Once back in his cubicle, with a saline drip in one arm and a growing bruise from the EMT's blundering attempts to draw his blood as the ambulance bounced over potholes in the other, he began to shake.  Actually, it was more that his body was twitching uncontrollably, rhythmically, forcefully and painfully.  Back rubs and deep cleansing breaths and foot massages - she tried them all to no avail.  The gentle Irish nurse sat by his side, injecting Valium into his IV line and wondering if he was feeling anything at all.  The quivering had stopped, and his face had a delightfully goofy aspect as he denied any impact at all.  She and the nurse smiled over his abdomen.  He was calmer even if he didn't know it.
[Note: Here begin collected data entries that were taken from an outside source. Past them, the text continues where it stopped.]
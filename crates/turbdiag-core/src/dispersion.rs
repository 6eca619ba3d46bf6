// crates/turbdiag-core/src/dispersion.rs
//
// Per-cube dispersion of density and velocity perturbations, normalised by
// the local density and sound speed.

use crate::cubes::{compute_rms_in_cubes, RmsSequence};
use crate::error::{DiagError, Result};
use crate::field::GridField;

#[derive(Clone, Debug, PartialEq)]
pub struct DispersionStats {
    /// rms(delta_rho / rho) per cube.
    pub sigma_rho: RmsSequence,
    /// rms(delta_v / c_s) per cube.
    pub sigma_v: RmsSequence,
}

pub fn sigma_rho_sigma_v(
    delta_rho: &GridField,
    rho: &GridField,
    delta_v: &GridField,
    sound_speed: &GridField,
    cubes_per_side: usize,
) -> Result<DispersionStats> {
    let rho_ratio = normalised(delta_rho, rho, "delta_rho / rho")?;
    let v_ratio = normalised(delta_v, sound_speed, "delta_v / c_s")?;

    let sigma_rho = compute_rms_in_cubes(&rho_ratio, cubes_per_side)?;
    let sigma_v = compute_rms_in_cubes(&v_ratio, cubes_per_side)?;
    tracing::info!(
        cubes = sigma_rho.len(),
        mean_sigma_rho = sigma_rho.nan_mean(),
        mean_sigma_v = sigma_v.nan_mean(),
        "dispersion computed"
    );
    Ok(DispersionStats { sigma_rho, sigma_v })
}

fn normalised(num: &GridField, denom: &GridField, what: &str) -> Result<GridField> {
    if num.unit().dimension() != denom.unit().dimension() {
        return Err(DiagError::Unit(format!(
            "{what}: '{}' and '{}' have different dimensions",
            num.unit(),
            denom.unit()
        )));
    }
    num.ratio(denom)
}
The diagnosis was pneumonia, a bag of antibiotics was pumped through the IV, prescriptions were written and personalized computer printed instructions were given and 8 hours after arriving at the PCP's office they were back at home, having been told to see the doctor the next day.

That was a pretty good plan, except that the PCP's office, though ostensibly on the same computer system as the Hospital, had no information about the ER visit.  They didn't want to see him until they had that information.  They didn't want to call and try to get the information.  She called the hospital, spoke to Medical Records, and was told the information had been faxed.  Calling the PCP's office once again, she was told that the lab records had indeed been faxed but there were no doctor's notes or plan of care and the PCP couldn't do anything so come in on Monday at 3:30.  She called Medical Records again, but after 10 minutes of listening to Tex-Mex-Muzak she hung up in frustration. 

So he waits 96 hours for an appointment which should have happened within 24 hours.  They wonder why he wasn't given a pneumonia shot at his annual physical just a few weeks prior to this event.  They don't understand how records can be so compartmentalized when all the entities share the same computer system.  They wonder about the safety and necessity and wastefulness of repeating tests... and will the insurance company pay for the duplications?  They had no real choice in the matter - how can you deny a physician when he asks if it's okay? They really didn't think it was okay, but what could they do?  They signed all the forms and paid the $150 Emergency Room Access Fee their insurance requires, and they will wait for the bills from the various departments and doctors to come in over time. 

He's recuperating and well-medicated and breathing more easily.  It was quite a day.